Now, look at the names of your pages. I know it’s tempting to try and be clever or make them applicable to your specific business or industry, but would your visitor understand what it means? How about someone who spoke minimal English? Try to use generic names, the navigation of your website is not a place to be creative. Try to choose short, descriptive names, preferably one word, for example, ‘Portfolio’ instead of ‘Previous work’.

5. Define Navigation

The navigation is how your visitor will get around your website- the menus and search bars. If well designed, it will direct your visitors exactly where you want them and keep them on your site as long as possible.

Where should you put your website navigation?

There are three main navigation areas on a website.

Think about your pages and which navigation area each one should be in. Look at other sites to get ideas and see what’s standard. Your key pages should be in your header, with less visible pages like delivery information and legal documents in your footer. Think about how your visitor will use your site and don’t forget that they may come to your website via a page other than the Home page. Make sure they can find there way around, no matter where they begin. The more engaging and effortless your navigation is, the more time that users will spend on your website.

Finally, think about the order you want your pages. I like to put my most important pages as the first and last items on the menu as these are the most clicked items.

6. Finalise Functionality

Now you have your list of pages, what do you want on each of them? Do you need a newsletter signup box, a list of products, a map, your Instagram feed, a contact form? Do you want a blog? Comments on the blog? Search in the menu? Brainstorm again, looking at other websites for ideas to come up with a big list. Then refine and prioritise them so that the most important things are at the top. Don’t worry right now if you know how to achieve it. So, for example, if you want to show your Instagram posts on your website, but you don’t know how to do that just yet, that’s fine. Just take one step at a time.

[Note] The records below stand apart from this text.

// Used in both Token and the variable store

/// A variable name, normalized to Rm_Basic_Camel_Case.
/// The suffix decides what kind of value the variable holds.
#[derive(Debug, PartialEq, Eq, Hash, Clone)]
pub enum Ident {
    Float(String),
    String(String),
    Integer(String),
}

impl Ident {
    /// Build from raw source text such as `my_var%`.
    pub fn new(raw: &str) -> Ident {
        let name = normalize(raw);
        if name.ends_with('$') {
            Ident::String(name)
        } else if name.ends_with('%') {
            Ident::Integer(name)
        } else {
            Ident::Float(name)
        }
    }

    pub fn name(&self) -> &str {
        match self {
            Ident::Float(s) | Ident::String(s) | Ident::Integer(s) => s,
        }
    }

    pub fn is_string(&self) -> bool {
        matches!(self, Ident::String(_))
    }

    /// Upper case form used for keyword and function lookups.
    pub fn upper(&self) -> String {
        self.name().to_ascii_uppercase()
    }
}

fn normalize(raw: &str) -> String {
    let mut s = String::with_capacity(raw.len());
    let mut word_start = true;
    for ch in raw.chars() {
        if ch == '_' {
            word_start = true;
            s.push(ch);
        } else if word_start {
            word_start = false;
            s.push(ch.to_ascii_uppercase());
        } else {
            s.push(ch.to_ascii_lowercase());
        }
    }
    s
}

impl std::fmt::Display for Ident {
    fn fmt(&self, f: &mut std::fmt::Formatter) -> std::fmt::Result {
        write!(f, "{}", self.name())
    }
}

#[cfg(test)]
mod tests {
    use super::*;

    #[test]
    fn test_camel_case() {
        assert_eq!(
            Ident::new("rM_baSic_HAD_thiS_Weird_camel_case_tHING_GoInG_On$"),
            Ident::String("Rm_Basic_Had_This_Weird_Camel_Case_Thing_Going_On$".to_string())
        );
        assert_eq!(Ident::new("xpOs%"), Ident::Integer("Xpos%".to_string()));
        assert_eq!(Ident::new("meh"), Ident::Float("Meh".to_string()));
    }

    #[test]
    fn test_trailing_underscore() {
        assert_eq!(Ident::new("a_"), Ident::Float("A_".to_string()));
        assert_eq!(Ident::new("a__b"), Ident::Float("A__B".to_string()));
    }
}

Refine the list and decide what should live on which page. For the top 2 actions, check that your visitor can find them in one click. If one of your top two functions is ‘sign up to your newsletter’, then ensure it’s not buried at the end of a blog post, and put it either the first or the last page of your navigation. As we talked about before, they’re the highest converting pages. A good rule of thumb is to make sure your visitor can find everything you want them to do in three clicks, if they can’t find it within three clicks, then they’re probably not going to do it.

7. Create a mockup for each page

The Mockups don’t have to be fancy – a simple sketch is adequate. Use the list of functions you’ve just compiled and decide what you want on each page. What content do you need? Where are you going to put your copy? Where are you going to put images? Take a look at the websites your ideal customer would go to (they don’t have to be the same type of website as yours) and have a look at how they lay things out and what they have on their pages (but don’t copy!).

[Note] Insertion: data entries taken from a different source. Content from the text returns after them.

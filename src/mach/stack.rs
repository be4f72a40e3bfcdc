use crate::error;
use crate::lang::{Error, ErrorCode};

type Result<T> = std::result::Result<T, Error>;

/// ## Stack enforced and size limited vector
///
/// Underflow reports the error the owning statement would raise,
/// e.g. `RETURN without any GOSUB`.

pub struct Stack<T> {
    underflow: ErrorCode,
    vec: Vec<T>,
}

impl<T: std::fmt::Debug> std::fmt::Debug for Stack<T> {
    fn fmt(&self, f: &mut std::fmt::Formatter<'_>) -> std::fmt::Result {
        write!(f, "{:?}", self.vec)
    }
}

impl<T> Stack<T> {
    pub fn new(underflow: ErrorCode) -> Stack<T> {
        Stack {
            underflow,
            vec: vec![],
        }
    }
    fn max_len(&self) -> usize {
        u16::max_value() as usize
    }
    fn overflow_check(&self) -> Result<()> {
        if self.vec.len() > self.max_len() {
            Err(error!(TooManyForRepeatGosub))
        } else {
            Ok(())
        }
    }
    fn underflow_error(&self) -> Error {
        Error::new(self.underflow)
    }
    pub fn clear(&mut self) {
        self.vec.clear()
    }
    pub fn truncate(&mut self, len: usize) {
        self.vec.truncate(len)
    }
    pub fn retain<F: FnMut(&T) -> bool>(&mut self, f: F) {
        self.vec.retain(f)
    }
    pub fn len(&self) -> usize {
        self.vec.len()
    }
    pub fn is_empty(&self) -> bool {
        self.vec.is_empty()
    }
    pub fn last(&self) -> Result<&T> {
        match self.vec.last() {
            Some(v) => Ok(v),
            None => Err(self.underflow_error()),
        }
    }
    pub fn last_mut(&mut self) -> Result<&mut T> {
        if self.vec.is_empty() {
            return Err(self.underflow_error());
        }
        let last = self.vec.len() - 1;
        Ok(&mut self.vec[last])
    }
    pub fn iter(&self) -> std::slice::Iter<'_, T> {
        self.vec.iter()
    }
    pub fn push(&mut self, val: T) -> Result<()> {
        self.vec.push(val);
        if let Err(e) = self.overflow_check() {
            self.vec.pop();
            return Err(e);
        }
        Ok(())
    }
    pub fn pop(&mut self) -> Result<T> {
        match self.vec.pop() {
            Some(v) => Ok(v),
            None => Err(self.underflow_error()),
        }
    }
}
use super::LineNumber;

#[derive(PartialEq, Clone)]
pub struct Error {
    code: ErrorCode,
    line_number: LineNumber,
    index: Option<usize>,
    segment: usize,
    literal: Option<String>,
}

#[doc(hidden)]
#[macro_export]
macro_rules! error {
    ($err:ident) => {
        $crate::lang::Error::new($crate::lang::ErrorCode::$err)
    };
    ($err:ident, ..$idx:expr) => {
        $crate::lang::Error::new($crate::lang::ErrorCode::$err).at_token($idx)
    };
    ($err:ident; $lit:expr) => {
        $crate::lang::Error::new($crate::lang::ErrorCode::$err).with_literal($lit)
    };
    ($err:ident, ..$idx:expr; $lit:expr) => {
        $crate::lang::Error::new($crate::lang::ErrorCode::$err)
            .at_token($idx)
            .with_literal($lit)
    };
}

impl Error {
    pub fn new(code: ErrorCode) -> Error {
        Error {
            code,
            line_number: None,
            index: None,
            segment: 0,
            literal: None,
        }
    }

    pub fn code(&self) -> ErrorCode {
        self.code
    }

    pub fn line_number(&self) -> LineNumber {
        self.line_number
    }

    /// Position of the offending token within its statement.
    pub fn index(&self) -> Option<usize> {
        self.index.map(|index| index.saturating_sub(self.segment))
    }

    /// Position of the offending token within the whole line.
    pub fn line_index(&self) -> Option<usize> {
        self.index
    }

    pub fn is_direct(&self) -> bool {
        self.line_number.is_none()
    }

    pub fn in_line_number(self, line: LineNumber) -> Error {
        Error {
            line_number: line,
            ..self
        }
    }

    /// Sets the token index unless one is already known.
    pub fn at_token(self, index: usize) -> Error {
        Error {
            index: self.index.or(Some(index)),
            ..self
        }
    }

    /// Marks where the failing statement starts in its line.
    pub fn in_segment(self, start: usize) -> Error {
        Error {
            segment: start,
            ..self
        }
    }

    pub fn with_literal<S: ToString>(self, literal: S) -> Error {
        Error {
            literal: Some(literal.to_string()),
            ..self
        }
    }

    /// The canonical message, prefixed by the literal where the
    /// message reads as a continuation.
    pub fn message(&self) -> String {
        let msg = self.code.message();
        match &self.literal {
            Some(lit) if msg.starts_with(' ') => format!("{}{}", lit, msg),
            _ => msg.to_string(),
        }
    }
}

impl std::fmt::Debug for Error {
    fn fmt(&self, f: &mut std::fmt::Formatter<'_>) -> std::fmt::Result {
        write!(f, "Error {{ {:?} {} }}", self.code, self.to_string())
    }
}

impl std::fmt::Display for Error {
    fn fmt(&self, f: &mut std::fmt::Formatter) -> std::fmt::Result {
        match self.line_number {
            Some(line) => write!(f, "{} in line {}", self.message(), line),
            None => write!(f, "{}", self.message()),
        }
    }
}

impl std::error::Error for Error {}

macro_rules! error_codes {
    ($($code:ident = $num:expr => $msg:expr,)*) => {
        #[derive(Debug, PartialEq, Eq, Clone, Copy)]
        pub enum ErrorCode {
            $($code = $num,)*
        }

        impl ErrorCode {
            pub fn message(&self) -> &'static str {
                match self {
                    $(ErrorCode::$code => $msg,)*
                }
            }
        }
    };
}

error_codes! {
    ExpectedAKeyword = 1002 => "Expected a keyword, line number, expression, variable assignment or procedure call",
    CouldNotInterpretAsANumber = 1003 => " could not be interpreted as a number",
    HasNotBeenDefined = 1005 => " has not been defined",
    IsAKeywordAndCannotBeUsedAsAVariableName = 1006 => " is a keyword and cannot be used as a variable name",
    NotImplemented = 1010 => " is not implemented",
    ThenExpected = 1011 => "THEN is needed",
    CommaSeparatorIsNeeded = 2000 => "Comma separator is needed",
    OpeningBracketIsNeeded = 2001 => "Opening bracket is needed",
    ClosingBracketIsNeeded = 2002 => "Closing bracket is needed",
    SemicolonSeparatorNeeded = 2003 => "Semicolon separator needed",
    VariableNameIsNeeded = 2005 => "Variable name is needed",
    ArrayVariableIsWrong = 2006 => "Array variable is wrong",
    NumericVariableNeeded = 2007 => "Numeric variable needed",
    TrueFalseValueNeeded = 2008 => "TRUE/FALSE value needed",
    NumberOrStringNeeded = 2009 => "Number or string needed",
    InvalidExpressionFound = 2010 => "Invalid expression found",
    NumericExpressionNeeded = 2011 => "Numeric expression needed",
    StringExpressionNeeded = 2012 => "String expression needed",
    ExpressionTooComplicated = 2013 => "Expression too complicated",
    WrongNumberOfSubscripts = 2014 => "Wrong number of subscripts",
    ArrayAlreadyDimensioned = 2015 => "Array already dimensioned",
    SpecifiedLineNotFound = 2017 => "Specified line not found",
    LineNumberExpected = 2018 => "Line number/label needed",
    UnknownCommandProcedure = 2019 => "Unknown command/procedure",
    FunctionArrayNotFound = 2020 => "Function/array not found",
    BadArgumentForFunction = 2021 => "Bad argument for function",
    ToIsNeededBeforeValue = 2025 => "TO is needed before value",
    ThenWithNoMatchingIf = 2026 => "THEN with no matching IF",
    ReturnWithoutAnyGosub = 2027 => "RETURN without any GOSUB",
    UntilWithoutAnyRepeat = 2029 => "UNTIL without any REPEAT",
    NextWithoutMatchingFor = 2030 => "NEXT without matching FOR",
    TooManyForRepeatGosub = 2031 => "Too many FOR/REPEAT/GOSUB",
    UnknownSetAskAttribute = 2033 => "Unknown SET/ASK attribute",
    ExactFilenameIsNeeded = 2037 => "Exact filename is needed",
    UnableToOpenNamedFile = 2041 => "Unable to open named file",
    WrongChannelNumberUsed = 2044 => "Wrong channel number used",
    NoMoreDataToBeRead = 2049 => "No more DATA to be read",
    WritingAreaInappropriate = 2050 => "Writing area inappropriate",
    ACoordinatePairNeeded = 2053 => "A coordinate pair needed",
    NumberNotInAllowedRange = 2063 => "Number not in allowed range",
    LineNumberOutOfRange = 2064 => "Line number out of range",
    LengthOfStringTooGreat = 2065 => "Length of string too great",
    StringOffsetOutOfRange = 2066 => "String offset out of range",
    StepValueNotLargeEnough = 2067 => "Step value not large enough",
    PositiveValueRequired = 2068 => "Positive value required",
    TryingToDivideByZero = 2069 => "Trying to divide by zero",
    ProcedureExitWithoutCall = 2071 => "Procedure exit without call",
    ArraySubscriptIsWrong = 2072 => "Array subscript is wrong",
    InterruptedByBreakKey = 2075 => "Interrupted by BREAK key",
    EndOfInstructionExpected = 2076 => "End of instruction expected",
    ReceiveVariablesNeeded = 2078 => "Receive variables needed",
    NotEnoughParameters = 2079 => "Not enough parameters",
    FunctionExitWithoutCall = 2080 => "Function exit without call",
    NeedResultToExitFunction = 2081 => "Need RESULT to exit function",
    CannotExecuteDefinition = 2082 => "Cannot execute definition",
    NameOfDefinitionRequired = 2085 => "Name of definition required",
    FunctionNestingTooDeep = 2087 => "Function nesting too deep",
    FileOperationFailure = 2092 => "File operation failure",
    FilenameIsADirectory = 2099 => "Filename is a directory",
}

Once you’re clear about what you want on the page, create a mockup of the layout. Don’t worry about the design (font’s, specific images, etc.) at this point, this is just the layout or the wireframe.

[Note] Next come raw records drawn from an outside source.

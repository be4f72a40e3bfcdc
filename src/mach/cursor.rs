use crate::error;
use crate::lang::token::{Token, Word};
use crate::lang::{Error, Line};
use std::rc::Rc;

type Result<T> = std::result::Result<T, Error>;

/// Token pointer into one line. Reading past the last token keeps
/// yielding `Token::EndOfLine`.
#[derive(Debug, Clone)]
pub struct Cursor {
    line: Rc<Line>,
    index: usize,
}

static END: Token = Token::EndOfLine;

impl Cursor {
    pub fn new(line: Rc<Line>, index: usize) -> Cursor {
        Cursor { line, index }
    }

    pub fn line(&self) -> &Rc<Line> {
        &self.line
    }

    pub fn index(&self) -> usize {
        self.index
    }

    pub fn peek(&self) -> &Token {
        self.line.tokens().get(self.index).unwrap_or(&END)
    }

    pub fn peek_ahead(&self, n: usize) -> &Token {
        self.line.tokens().get(self.index + n).unwrap_or(&END)
    }

    pub fn advance(&mut self) {
        if self.index + 1 < self.line.tokens().len() {
            self.index += 1;
        }
    }

    pub fn next(&mut self) -> Token {
        let t = self.peek().clone();
        self.advance();
        t
    }

    /// Consume `token` if it is next.
    pub fn accept(&mut self, token: &Token) -> bool {
        if self.peek() == token {
            self.advance();
            true
        } else {
            false
        }
    }

    pub fn accept_word(&mut self, word: Word) -> bool {
        self.accept(&Token::Word(word))
    }

    /// A statement ends at a colon, the end of the line or an ELSE.
    pub fn is_end(&self) -> bool {
        matches!(
            self.peek(),
            Token::Colon | Token::EndOfLine | Token::Eof | Token::Word(Word::Else)
        )
    }

    pub fn expect_end(&self) -> Result<()> {
        if self.is_end() {
            Ok(())
        } else {
            Err(error!(EndOfInstructionExpected, ..self.index))
        }
    }

    pub fn expect_comma(&mut self) -> Result<()> {
        if self.accept(&Token::Comma) {
            Ok(())
        } else {
            Err(error!(CommaSeparatorIsNeeded, ..self.index))
        }
    }

    /// Skip to the end of the current statement.
    pub fn skip_statement(&mut self) {
        while !self.is_end() {
            self.advance();
        }
    }
}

Laying out each page at this stage will make it much easier for you or your designer to create the pages later on.

When finished look at your page mockups together, do they make a website that is aligned with your goals and target audience? Is the layout consistent?

I hope splitting down this process into easy to digest steps helps you to plan your website, you don’t have to spend too long on it, just get all your ideas down and then refine them. I like to do this exercise one day and come back and review the next.

Do you have any other website planning tips or questions? What’s been most helpful for you when planning a website?